The mood was positive - old friends coming together for the special occasion, fans reciting their favorite songs and memories, newlyweds suspending their honeymoon just to see their pride and joy play them some songs. As I stood alone outside listening slyly to passing conversations of punters, not one, but two people noticed me and asked if I needed a ticket, because they had a spare that they could give me for free if I wanted it, or because they worked there and would be happy to sneak me in through the service door if I wanted to, and I was struck by the kindness that an occasion like Eddy Current Suppression Ring could inspire.
One eavesdrop drew me to put my journo hat on, a discussion of rumors around Eddy Current’s vanishing and reappearing, which I asked them to explain.

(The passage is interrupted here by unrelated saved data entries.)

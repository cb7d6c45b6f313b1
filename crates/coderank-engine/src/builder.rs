//! Builds the import, module and call graphs from extracted files
//!
//! Call resolution is a strict two-pass protocol: the symbol table covers
//! every file before a single call site is looked up.

use crate::imports::{FileIndex, ImportResolution, ImportResolver};
use crate::resolver::{CallResolver, ResolutionStats, verify_edges};
use coderank_core::{
    CodeGraph, EntityKind, GraphNode, ImportEdge, ImportTarget, ModuleNode, ResolverConfig,
    Result, SymbolTable, aggregate_edges, module_of_path,
};
use coderank_indexer::ExtractedFile;
use serde::Serialize;
use std::collections::{BTreeMap, HashSet};
use tracing::{debug, info};

/// Counters over import resolution.
#[derive(Debug, Clone, Default, PartialEq, Eq, Serialize)]
pub struct ImportStats {
    pub statements: usize,
    pub local: usize,
    pub external: usize,
    pub dangling: usize,
}

/// The three graphs plus everything derived while building them.
#[derive(Debug, Clone, Default)]
pub struct CodeGraphs {
    /// file -> file, local imports only
    pub import_graph: CodeGraph,
    /// package -> package, local and external
    pub module_graph: CodeGraph,
    /// function -> function
    pub call_graph: CodeGraph,
    pub import_edges: Vec<ImportEdge>,
    pub modules: Vec<ModuleNode>,
    pub symbol_table: SymbolTable,
    pub import_stats: ImportStats,
    pub call_stats: ResolutionStats,
}

pub struct GraphBuilder<'a> {
    config: &'a ResolverConfig,
}

impl<'a> GraphBuilder<'a> {
    pub fn new(config: &'a ResolverConfig) -> Self {
        GraphBuilder { config }
    }

    pub fn build(&self, files: &[ExtractedFile]) -> Result<CodeGraphs> {
        let mut graphs = CodeGraphs::default();
        self.build_import_graph(files, &mut graphs);
        self.build_module_graph(files, &mut graphs);
        self.build_call_graph(files, &mut graphs)?;

        info!(
            files = graphs.import_graph.node_count(),
            import_edges = graphs.import_graph.edge_count(),
            modules = graphs.module_graph.node_count(),
            functions = graphs.call_graph.node_count(),
            call_edges = graphs.call_graph.edge_count(),
            "graphs built"
        );
        Ok(graphs)
    }

    fn build_import_graph(&self, files: &[ExtractedFile], graphs: &mut CodeGraphs) {
        for f in files {
            graphs.import_graph.add_node(GraphNode {
                id: f.file.path.clone(),
                kind: EntityKind::File,
                is_local: true,
                is_source: f.file.language.is_source(),
            });
        }

        let index = FileIndex::new(files.iter().map(|f| f.file.path.as_str()));
        let resolver = ImportResolver::new(&index);
        let stats = &mut graphs.import_stats;

        for f in files {
            let from = f.file.path.as_str();
            for import in &f.symbols.imports {
                stats.statements += 1;
                match resolver.resolve(from, f.file.language, import) {
                    ImportResolution::Local { files: targets, package } => {
                        stats.local += 1;
                        let weight = if package { 1.0 / targets.len() as f64 } else { 1.0 };
                        for target in targets {
                            graphs.import_graph.add_weight(from, &target, weight);
                            graphs.import_edges.push(ImportEdge {
                                source: from.to_string(),
                                target: ImportTarget::File(target),
                                is_local: true,
                            });
                        }
                    }
                    ImportResolution::External(name) => {
                        stats.external += 1;
                        graphs.import_edges.push(ImportEdge {
                            source: from.to_string(),
                            target: ImportTarget::Module(name),
                            is_local: false,
                        });
                    }
                    ImportResolution::Dangling => {
                        stats.dangling += 1;
                        debug!(path = from, target = %import.target, "import points at no repository file");
                    }
                }
            }
        }
    }

    /// Local packages come first, in file order, then external libraries in
    /// order of first import.
    fn build_module_graph(&self, files: &[ExtractedFile], graphs: &mut CodeGraphs) {
        let mut local: BTreeMap<String, bool> = BTreeMap::new();
        let mut order: Vec<String> = Vec::new();
        for f in files {
            let name = module_of_path(&f.file.path);
            let has_source = f.file.language.is_source();
            match local.get_mut(&name) {
                Some(seen) => *seen |= has_source,
                None => {
                    local.insert(name.clone(), has_source);
                    order.push(name);
                }
            }
        }

        for name in &order {
            graphs.module_graph.add_node(GraphNode {
                id: name.clone(),
                kind: EntityKind::Module,
                is_local: true,
                is_source: local.get(name).copied().unwrap_or(false),
            });
            graphs.modules.push(ModuleNode {
                name: name.clone(),
                is_local: true,
            });
        }

        let mut external: HashSet<&str> = HashSet::new();
        let mut shadowed: HashSet<&str> = HashSet::new();
        for edge in &graphs.import_edges {
            let ImportTarget::Module(name) = &edge.target else {
                continue;
            };
            if local.contains_key(name) {
                if shadowed.insert(name.as_str()) {
                    debug!(
                        module = %name,
                        importer = %edge.source,
                        "external import shares its name with a local package; merged into the local node"
                    );
                }
                continue;
            }
            if external.insert(name.as_str()) {
                graphs.module_graph.add_node(GraphNode {
                    id: name.clone(),
                    kind: EntityKind::Module,
                    is_local: false,
                    is_source: true,
                });
                graphs.modules.push(ModuleNode {
                    name: name.clone(),
                    is_local: false,
                });
            }
        }

        for edge in aggregate_edges(&graphs.import_edges) {
            graphs
                .module_graph
                .add_weight(&edge.source, &edge.target, edge.count as f64);
        }
    }

    fn build_call_graph(&self, files: &[ExtractedFile], graphs: &mut CodeGraphs) -> Result<()> {
        // Pass 1: every definition in the repository.
        for f in files {
            for symbol in &f.symbols.functions {
                let id = symbol.qualified_id.clone();
                if !graphs.symbol_table.insert(symbol.clone()) {
                    debug!(id = %id, "duplicate qualified id ignored");
                    continue;
                }
                graphs.call_graph.add_node(GraphNode {
                    id,
                    kind: EntityKind::Function,
                    is_local: true,
                    is_source: true,
                });
            }
        }
        debug!(
            functions = graphs.symbol_table.len(),
            names = graphs.symbol_table.name_count(),
            "symbol table complete"
        );

        // Pass 2: resolve call sites against the finished table.
        let resolver = CallResolver::new(&graphs.symbol_table, self.config);
        let sites = files.iter().flat_map(|f| f.symbols.calls.iter());
        let (edges, stats) = resolver.edges(sites);
        verify_edges(&graphs.symbol_table, &edges)?;

        for edge in &edges {
            graphs
                .call_graph
                .add_weight(&edge.caller, &edge.callee, edge.weight);
        }
        debug!(
            sites = stats.call_sites,
            unique = stats.unique,
            proximity = stats.proximity,
            ambiguous = stats.ambiguous,
            external = stats.external,
            "call sites resolved"
        );
        graphs.call_stats = stats;
        Ok(())
    }
}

‘He hates flying, so he never plays outside of Australia, or outside of the east coast if they can help it.’ explained Mathieu, aged twenty eight. ‘And they can’t really be fucked to show up anyway,’ said Sam, aged twenty seven who had driven two hours from Newcastle to attend. This story lent weight to another story I had heard about ECSR in which they turned down an offer for forty thousand dollars to play a festival in France.
‘They play all the time in pubs all around Australia but under fake names so no one knows it’s them. I heard they even wear disguises,’ attested Hugo, aged thirty four. This was the second time I had heard this rumor, Jack having told me something similar on that long van drive some days before, about how they still want to play music but don’t care about all the gravity and fame of being Eddy Current Suppression Ring.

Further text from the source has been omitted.